A recent article in Business Insider stated, “AI isn’t part of the future of technology. AI is the future of technology”. AI and its related disciplines are moving rapidly from research labs to diverse real-world applications, with tangible benefits for consumers and innovative business models – from autonomous vehicles to natural language processing, and cognitive expert advisors.
The list of applications employing intelligent and computer vision crosses multiple industries and market segments. AI is already commonplace in both consumer applications, such as personal assistants, and in commercial use cases such as credit card fraud detection, security and robotics. AI is expected to be the next general purpose technology – a significantly disruptive long-term source of broadly diffused growth, which is likely to last for at least 75 years.
A significant section of this “intelligence” has primarily taken the shape of neural networks (NNs) for processing, segmenting and classifying images. NNs have proved themselves to be highly capable of multiple different tasks and producing fast accurate results, all while exceeding human capabilities. Open source frameworks such as Caffe and TensorFlow are enabling the dissemination and democratisation of NNs, creating a vibrant ecosystem of researchers and developers around them. The introduction of an NN API for Android will enable the industry to focus and accelerate the adoption of NNs even further.
Processing in edge devices
For NNs to do their job correctly, they first need to be trained. Typically, this is done ‘offline’ in the cloud and relies on powerful server hardware. The recognising of patterns of objects is known as inferencing and is done in real-time. It involves deploying and running the trained neural network model. Today, this stage is also performed in the cloud, but moving forward, due to scalability issues and to fully achieve AI’s potential it will need to be done at the edge – for example, on mobile and embedded devices. It is also driven by the increasing need for AI-enabled devices to operate remotely and/or untethered, such as drones, smartphones and augmented reality smart glasses.

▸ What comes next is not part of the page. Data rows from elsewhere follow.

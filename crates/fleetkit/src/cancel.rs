//! Caller-initiated cancellation.

use std::sync::Arc;
use std::sync::atomic::{AtomicBool, Ordering};

/// Shared flag checked before each unit of per-node work is dispatched.
///
/// Cancelling never interrupts a remote call already in flight; it only
/// stops new work from starting.
#[derive(Debug, Clone, Default)]
pub struct CancellationToken {
    cancelled: Arc<AtomicBool>,
}

impl CancellationToken {
    pub fn new() -> Self {
        Self::default()
    }

    pub fn cancel(&self) {
        self.cancelled.store(true, Ordering::SeqCst);
    }

    pub fn is_cancelled(&self) -> bool {
        self.cancelled.load(Ordering::SeqCst)
    }
}
//! Renders the database configuration file for one node.

use crate::types::{DesiredConfig, Node};

/// Data directory inside the container; `DesiredConfig::data_path` is
/// mounted here.
pub const CONTAINER_DATA_DIR: &str = "/data/db";

/// Render `mongod.conf` for `node`.
///
/// The output is deterministic so that comparing it byte for byte with the
/// file on the node tells whether a rewrite is needed.
pub fn render_config(desired: &DesiredConfig, node: &Node) -> String {
    let mut out = String::from("# Managed by dbfleet. Local edits are overwritten on deploy.\n");

    out.push_str("storage:\n");
    out.push_str(&format!("  dbPath: {CONTAINER_DATA_DIR}\n"));
    out.push_str(&format!("  engine: {}\n", desired.storage.engine));
    if let Some(cache_mb) = desired.storage.cache_size_mb {
        out.push_str("  wiredTiger:\n    engineConfig:\n");
        out.push_str(&format!("      cacheSizeGB: {:.2}\n", cache_mb as f64 / 1024.0));
    }

    out.push_str("net:\n");
    out.push_str(&format!("  port: {}\n", node.port));
    out.push_str("  bindIp: 0.0.0.0\n");

    if desired.auth.enabled {
        out.push_str("security:\n  authorization: enabled\n");
        if let Some(keyfile) = &desired.auth.keyfile_path {
            out.push_str(&format!("  keyFile: {keyfile}\n"));
        }
    }

    if let Some(replica) = &desired.replica_set {
        out.push_str("replication:\n");
        out.push_str(&format!("  replSetName: {}\n", replica.name));
        if let Some(oplog_mb) = desired.storage.oplog_size_mb {
            out.push_str(&format!("  oplogSizeMB: {oplog_mb}\n"));
        }
    }

    out
}

/// Line diff between the current and the desired file, `-`/`+` prefixed.
pub fn config_diff(current: Option<&str>, desired: &str) -> String {
    let current = current.unwrap_or("");
    let diff = similar::TextDiff::from_lines(current, desired);
    let mut out = String::new();

    for change in diff.iter_all_changes() {
        let sign = match change.tag() {
            similar::ChangeTag::Delete => '-',
            similar::ChangeTag::Insert => '+',
            similar::ChangeTag::Equal => continue,
        };
        out.push(sign);
        out.push(' ');
        out.push_str(change.value());
        if change.missing_newline() {
            out.push('\n');
        }
    }
    out
}
//! Time source.

use chrono::{DateTime, Duration, Utc};
use std::sync::{Mutex, PoisonError};

/// Source of "now" for timestamps and retention arithmetic.
pub trait Clock: Send + Sync {
    fn now(&self) -> DateTime<Utc>;
}

/// Wall clock.
pub struct SystemClock;

impl Clock for SystemClock {
    fn now(&self) -> DateTime<Utc> {
        Utc::now()
    }
}

/// A clock that only moves when told to.
pub struct FixedClock {
    now: Mutex<DateTime<Utc>>,
}

impl FixedClock {
    pub fn new(now: DateTime<Utc>) -> Self {
        Self {
            now: Mutex::new(now),
        }
    }

    pub fn set(&self, now: DateTime<Utc>) {
        *self.now.lock().unwrap_or_else(PoisonError::into_inner) = now;
    }

    pub fn advance(&self, by: Duration) {
        let mut now = self.now.lock().unwrap_or_else(PoisonError::into_inner);
        *now += by;
    }
}

impl Clock for FixedClock {
    fn now(&self) -> DateTime<Utc> {
        *self.now.lock().unwrap_or_else(PoisonError::into_inner)
    }
}
//! Bounded per-node worker pool.

use rayon::prelude::*;

/// Default cap on concurrent per-node workers.
pub const DEFAULT_MAX_CONCURRENCY: usize = 8;

/// Pool size for `items` workers capped at `max`.
pub fn pool_size(items: usize, max: usize) -> usize {
    items.min(max).max(1)
}

/// Map `f` over `items` on a pool of at most `max` threads, preserving order.
///
/// Falls back to sequential execution if the pool cannot be built.
pub fn map_bounded<T, R, F>(items: &[T], max: usize, f: F) -> Vec<R>
where
    T: Sync,
    R: Send,
    F: Fn(&T) -> R + Sync + Send,
{
    let threads = pool_size(items.len(), max);
    if threads == 1 {
        return items.iter().map(&f).collect();
    }

    match rayon::ThreadPoolBuilder::new().num_threads(threads).build() {
        Ok(pool) => pool.install(|| items.par_iter().map(&f).collect()),
        Err(e) => {
            log::warn!("Failed to create thread pool ({e}); running sequentially");
            items.iter().map(&f).collect()
        }
    }
}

Looking at connectivity in more detail, mobile networks might not always be available, whether they are 3G, 4G or 5G, not to mention the prohibitive costs involved to stream multiple simultaneous high-resolution video feeds. Therefore, sending data to and from the cloud and expecting a decision in real-time won’t be realistic. As such, it is now time to move the processing and deployment of NNs to edge devices. It is simply not practical to run them over the network due to the issues highlighted earlier – scalability, latency, sporadic inaccessibility and a lack of suitable security.